§ **Goal of the exercise**:
For each line below that contains the word "Frame", return that line.

Items from a data source:
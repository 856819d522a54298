use ratatui::{
    layout::{Alignment, Constraint, Layout, Rect},
    style::Style,
    widgets::{Block, Borders, Paragraph},
    Frame,
};

use crate::ui::{theme, App, LoginField};

pub fn render_login(f: &mut Frame, app: &App, area: Rect) {
    let chunks = Layout::vertical([
        Constraint::Length(2),
        Constraint::Length(3),
        Constraint::Length(3),
        Constraint::Min(0),
    ])
    .split(area);

    let instructions = Paragraph::new("Pick a display name and enter your 10-digit number:")
        .style(Style::default().fg(theme::TEXT_PRIMARY))
        .alignment(Alignment::Center);
    f.render_widget(instructions, chunks[0]);

    let field_border = |active: bool| {
        if active {
            Style::default().fg(theme::ACCENT_PRIMARY)
        } else {
            Style::default().fg(theme::BORDER_INACTIVE)
        }
    };

    let name = Paragraph::new(app.name_input.as_str())
        .style(Style::default().fg(theme::TEXT_PRIMARY))
        .block(
            Block::default()
                .borders(Borders::ALL)
                .title("Name")
                .border_style(field_border(app.login_field == LoginField::Name)),
        );
    f.render_widget(name, chunks[1]);

    let number = Paragraph::new(app.number_input.as_str())
        .style(Style::default().fg(theme::TEXT_PRIMARY))
        .block(
            Block::default()
                .borders(Borders::ALL)
                .title("Phone number")
                .border_style(field_border(app.login_field == LoginField::Number)),
        );
    f.render_widget(number, chunks[2]);

    if let Some(error) = &app.login_error {
        let error_widget = Paragraph::new(error.as_str())
            .style(Style::default().fg(theme::ACCENT_ERROR))
            .alignment(Alignment::Center);
        f.render_widget(error_widget, chunks[3]);
    }
}
use ratatui::{
    layout::{Constraint, Layout},
    style::{Modifier, Style},
    widgets::Paragraph,
    Frame,
};

use crate::ui::views::{render_chat, render_login, render_peers};
use crate::ui::{theme, App, Screen};

pub(crate) fn render(f: &mut Frame, app: &mut App) {
    let chunks = Layout::vertical([
        Constraint::Length(1),
        Constraint::Min(0),
        Constraint::Length(1),
    ])
    .split(f.area());

    // Chrome turns red while a quit is pending
    let chrome_color = if app.pending_quit {
        theme::ACCENT_ERROR
    } else {
        theme::ACCENT_PRIMARY
    };

    let title: String = match app.screen {
        Screen::Login => "sheetchat - login".to_string(),
        Screen::Peers => match app.session.current_name() {
            Some(name) => format!("sheetchat - {name}"),
            None => "sheetchat".to_string(),
        },
        Screen::Chat => match app.current_peer.as_ref() {
            Some(peer) => format!("chat with {}", peer.name),
            None => "sheetchat".to_string(),
        },
    };
    let header = Paragraph::new(format!(" {title}")).style(
        Style::default()
            .fg(chrome_color)
            .add_modifier(Modifier::BOLD),
    );
    f.render_widget(header, chunks[0]);

    match app.screen {
        Screen::Login => render_login(f, app, chunks[1]),
        Screen::Peers => render_peers(f, app, chunks[1]),
        Screen::Chat => render_chat(f, app, chunks[1]),
    }

    // Status line: quit warning, then app status, then sync warnings, then key hints
    let (status_text, status_style) = if app.pending_quit {
        (
            "Press Ctrl+C again to quit".to_string(),
            Style::default().fg(theme::ACCENT_ERROR),
        )
    } else if let Some(status) = app.status.as_ref() {
        (status.clone(), Style::default().fg(theme::ACCENT_WARNING))
    } else if let Some(warning) = app.view.warning() {
        (
            warning.to_string(),
            Style::default().fg(theme::ACCENT_WARNING),
        )
    } else {
        let hints = match app.screen {
            Screen::Login => "Tab switch field · Enter submit · Esc quit",
            Screen::Peers => "j/k move · Enter open · r refresh · Esc logout · q quit",
            Screen::Chat => "Enter send · Esc back",
        };
        (hints.to_string(), Style::default().fg(theme::TEXT_MUTED))
    };
    let status = Paragraph::new(format!(" {status_text}")).style(status_style);
    f.render_widget(status, chunks[2]);
}
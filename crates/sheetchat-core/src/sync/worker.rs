//! Refresh loop worker.
//!
//! One dedicated thread owns all store I/O for a session. Commands arrive
//! on an mpsc channel; while a session is active the thread waits on that
//! channel with a deadline, so the periodic refresh fires even when the
//! user does nothing. Every successful write triggers an immediate
//! refresh, so the writer sees its own append on the next snapshot
//! instead of after the next tick.

use std::sync::mpsc::{Receiver, RecvTimeoutError, Sender};
use std::sync::Arc;
use std::time::Instant;

use tracing::{debug, info, warn};

use crate::cache::ReadCache;
use crate::config::SyncConfig;
use crate::directory;
use crate::models::{parse_directory, parse_messages, Handle, Message, Participant};
use crate::session::SessionContext;
use crate::store::{Table, TableStore};

/// Commands accepted by the worker.
pub enum SyncCommand {
    /// Adopt an identity and start polling.
    Login(SessionContext),
    /// Append one message to the log.
    SendMessage { to: Handle, body: String },
    /// Re-read both tables now, outside the periodic cadence.
    Refresh,
    /// Drop the identity and stop polling.
    Logout,
    /// Stop the worker thread.
    Shutdown,
}

/// Updates published by the worker.
#[derive(Debug, Clone)]
pub enum SyncUpdate {
    /// A freshly parsed view of both tables.
    Snapshot(ChatSnapshot),
    /// A transient failure; the previous snapshot stays valid and the
    /// next tick retries.
    Warning(String),
}

/// Parsed state of the shared store at one fetch.
#[derive(Debug, Clone, Default)]
pub struct ChatSnapshot {
    pub directory: Vec<Participant>,
    pub messages: Vec<Message>,
}

/// Where the loop currently is between ticks.
#[derive(Debug, Clone, Copy, PartialEq, Eq)]
enum Phase {
    /// No session; commands only.
    Idle,
    /// Session active, last fetch did not complete.
    Fetching,
    /// Session active, last fetch published.
    Rendered,
}

pub struct SyncWorker {
    store: Arc<dyn TableStore>,
    config: SyncConfig,
    cache: ReadCache,
    update_tx: Sender<SyncUpdate>,
    command_rx: Receiver<SyncCommand>,
    session: Option<SessionContext>,
    /// Set once the session's directory row is confirmed present.
    registered: bool,
    phase: Phase,
}

impl SyncWorker {
    pub fn new(
        store: Arc<dyn TableStore>,
        config: SyncConfig,
        update_tx: Sender<SyncUpdate>,
        command_rx: Receiver<SyncCommand>,
    ) -> Self {
        let cache = ReadCache::new(config.cache_ttl);
        Self {
            store,
            config,
            cache,
            update_tx,
            command_rx,
            session: None,
            registered: false,
            phase: Phase::Idle,
        }
    }

    pub fn run(mut self) {
        debug!("sync worker started");
        let mut next_tick = Instant::now() + self.config.poll_interval;
        loop {
            let command = if self.session.is_some() {
                let timeout = next_tick.saturating_duration_since(Instant::now());
                match self.command_rx.recv_timeout(timeout) {
                    Ok(command) => Some(command),
                    Err(RecvTimeoutError::Timeout) => None,
                    Err(RecvTimeoutError::Disconnected) => break,
                }
            } else {
                // No session: nothing to poll, wait for a command.
                match self.command_rx.recv() {
                    Ok(command) => Some(command),
                    Err(_) => break,
                }
            };

            match command {
                Some(SyncCommand::Login(ctx)) => {
                    info!("session login: {:?} ({})", ctx.name, ctx.handle);
                    self.session = Some(ctx);
                    self.registered = false;
                    self.refresh();
                    next_tick = Instant::now() + self.config.poll_interval;
                }
                Some(SyncCommand::SendMessage { to, body }) => {
                    self.send_message(to, body);
                    next_tick = Instant::now() + self.config.poll_interval;
                }
                Some(SyncCommand::Refresh) => {
                    self.refresh();
                    next_tick = Instant::now() + self.config.poll_interval;
                }
                Some(SyncCommand::Logout) => {
                    info!("session logout");
                    self.session = None;
                    self.registered = false;
                    self.set_phase(Phase::Idle);
                }
                Some(SyncCommand::Shutdown) => {
                    debug!("sync worker shutting down");
                    break;
                }
                None => {
                    // Tick elapsed.
                    self.refresh();
                    next_tick = Instant::now() + self.config.poll_interval;
                }
            }
        }
        debug!("sync worker stopped");
    }

    /// Re-read both tables and publish a snapshot.
    ///
    /// Any failure is published as a warning; the previous view stays up
    /// and the next tick retries. Registration is folded in here so a
    /// login that raced a store outage keeps retrying until its row lands.
    fn refresh(&mut self) {
        let Some(session) = self.session.clone() else {
            return;
        };
        self.set_phase(Phase::Fetching);

        if !self.registered {
            match directory::register(self.store.as_ref(), &mut self.cache, &session) {
                Ok(_appended) => self.registered = true,
                Err(e) => {
                    warn!("registration failed, will retry: {e}");
                    self.publish_warning(format!("sync failed: {e}"));
                    return;
                }
            }
        }

        let directory_rows = match self.cache.read_fresh(self.store.as_ref(), Table::Directory) {
            Ok(rows) => rows,
            Err(e) => {
                warn!("directory fetch failed: {e}");
                self.publish_warning(format!("sync failed: {e}"));
                return;
            }
        };
        let message_rows = match self.cache.read_fresh(self.store.as_ref(), Table::Messages) {
            Ok(rows) => rows,
            Err(e) => {
                warn!("message fetch failed: {e}");
                self.publish_warning(format!("sync failed: {e}"));
                return;
            }
        };

        let snapshot = ChatSnapshot {
            directory: parse_directory(&directory_rows),
            messages: parse_messages(&message_rows),
        };
        self.set_phase(Phase::Rendered);
        let _ = self.update_tx.send(SyncUpdate::Snapshot(snapshot));
    }

    /// Append a message, then refresh so the sender sees it immediately.
    ///
    /// A failed append is surfaced and dropped: the row never reached the
    /// log, and the user decides whether to resend.
    fn send_message(&mut self, to: Handle, body: String) {
        let Some(session) = self.session.clone() else {
            warn!("send without a session ignored");
            return;
        };
        let message = Message::compose(session.handle.clone(), &session.name, to, &body);
        match self.store.append(Table::Messages, message.to_row()) {
            Ok(()) => {
                self.cache.invalidate();
                self.refresh();
            }
            Err(e) => {
                warn!("message append failed: {e}");
                self.publish_warning(format!("message not sent: {e}"));
            }
        }
    }

    fn publish_warning(&self, text: String) {
        let _ = self.update_tx.send(SyncUpdate::Warning(text));
    }

    fn set_phase(&mut self, phase: Phase) {
        if self.phase != phase {
            debug!("sync phase: {:?} -> {:?}", self.phase, phase);
            self.phase = phase;
        }
    }
}
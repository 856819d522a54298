use std::path::{Path, PathBuf};

use anyhow::{Context, Result};
use serde::{Deserialize, Serialize};

/// Front-end configuration loaded from a JSON file.
#[derive(Debug, Clone, Serialize, Deserialize, Default)]
#[serde(rename_all = "camelCase")]
pub struct TuiConfig {
    /// Path to the shared store file
    #[serde(skip_serializing_if = "Option::is_none")]
    pub store_path: Option<PathBuf>,

    /// Poll cadence in milliseconds
    #[serde(skip_serializing_if = "Option::is_none")]
    pub poll_interval_ms: Option<u64>,

    /// Identity to log in with on startup
    #[serde(skip_serializing_if = "Option::is_none")]
    pub identity: Option<Identity>,
}

/// Stored login identity. Saving one claims nothing about authenticity;
/// whoever knows the number can use it.
#[derive(Debug, Clone, Serialize, Deserialize)]
#[serde(rename_all = "camelCase")]
pub struct Identity {
    /// Display name
    pub name: String,

    /// 10-digit number; validated at login, not here
    pub number: String,
}

impl TuiConfig {
    /// Default config location under the platform config directory.
    pub fn default_path() -> Option<PathBuf> {
        dirs::config_dir().map(|dir| dir.join("sheetchat").join("config.json"))
    }

    /// Load config from a JSON file
    pub fn load(path: &Path) -> Result<Self> {
        let content = std::fs::read_to_string(path)
            .with_context(|| format!("Failed to read config file: {}", path.display()))?;
        let config: TuiConfig = serde_json::from_str(&content)
            .with_context(|| format!("Failed to parse config file: {}", path.display()))?;
        Ok(config)
    }

    /// Load an explicitly given config file, or the default one if it
    /// exists, or fall back to defaults.
    pub fn load_or_default(explicit: Option<&Path>) -> Result<Self> {
        if let Some(path) = explicit {
            return Self::load(path);
        }
        match Self::default_path() {
            Some(path) if path.exists() => Self::load(&path),
            _ => Ok(Self::default()),
        }
    }
}

#[cfg(test)]
mod tests {
    use super::*;

    #[test]
    fn test_parse_config_with_store_path() {
        let json = r#"{"storePath": "/tmp/test/chat.db"}"#;
        let config: TuiConfig = serde_json::from_str(json).unwrap();
        assert_eq!(config.store_path, Some(PathBuf::from("/tmp/test/chat.db")));
        assert!(config.identity.is_none());
    }

    #[test]
    fn test_parse_config_with_identity() {
        let json = r#"{
            "storePath": "/tmp/chat.db",
            "pollIntervalMs": 500,
            "identity": {
                "name": "Alice",
                "number": "1234567890"
            }
        }"#;
        let config: TuiConfig = serde_json::from_str(json).unwrap();
        assert_eq!(config.poll_interval_ms, Some(500));
        let identity = config.identity.unwrap();
        assert_eq!(identity.name, "Alice");
        assert_eq!(identity.number, "1234567890");
    }

    #[test]
    fn test_parse_config_minimal() {
        let json = r#"{}"#;
        let config: TuiConfig = serde_json::from_str(json).unwrap();
        assert!(config.store_path.is_none());
        assert!(config.poll_interval_ms.is_none());
        assert!(config.identity.is_none());
    }

    #[test]
    fn test_load_reports_missing_file() {
        let dir = tempfile::tempdir().unwrap();
        let missing = dir.path().join("nope.json");
        let err = TuiConfig::load(&missing).unwrap_err();
        assert!(err.to_string().contains("Failed to read config file"));
    }

    #[test]
    fn test_load_round_trip() {
        let dir = tempfile::tempdir().unwrap();
        let path = dir.path().join("config.json");
        let config = TuiConfig {
            store_path: Some(PathBuf::from("/tmp/chat.db")),
            poll_interval_ms: Some(2000),
            identity: Some(Identity {
                name: "Alice".to_string(),
                number: "1234567890".to_string(),
            }),
        };
        std::fs::write(&path, serde_json::to_string(&config).unwrap()).unwrap();

        let loaded = TuiConfig::load(&path).unwrap();
        assert_eq!(loaded.store_path, config.store_path);
        assert_eq!(loaded.poll_interval_ms, config.poll_interval_ms);
        assert_eq!(loaded.identity.unwrap().name, "Alice");
    }
}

§ **Written reply**:
    Frame,
pub fn render_login(f: &mut Frame, app: &App, area: Rect) {
    Frame,
pub(crate) fn render(f: &mut Frame, app: &mut App) {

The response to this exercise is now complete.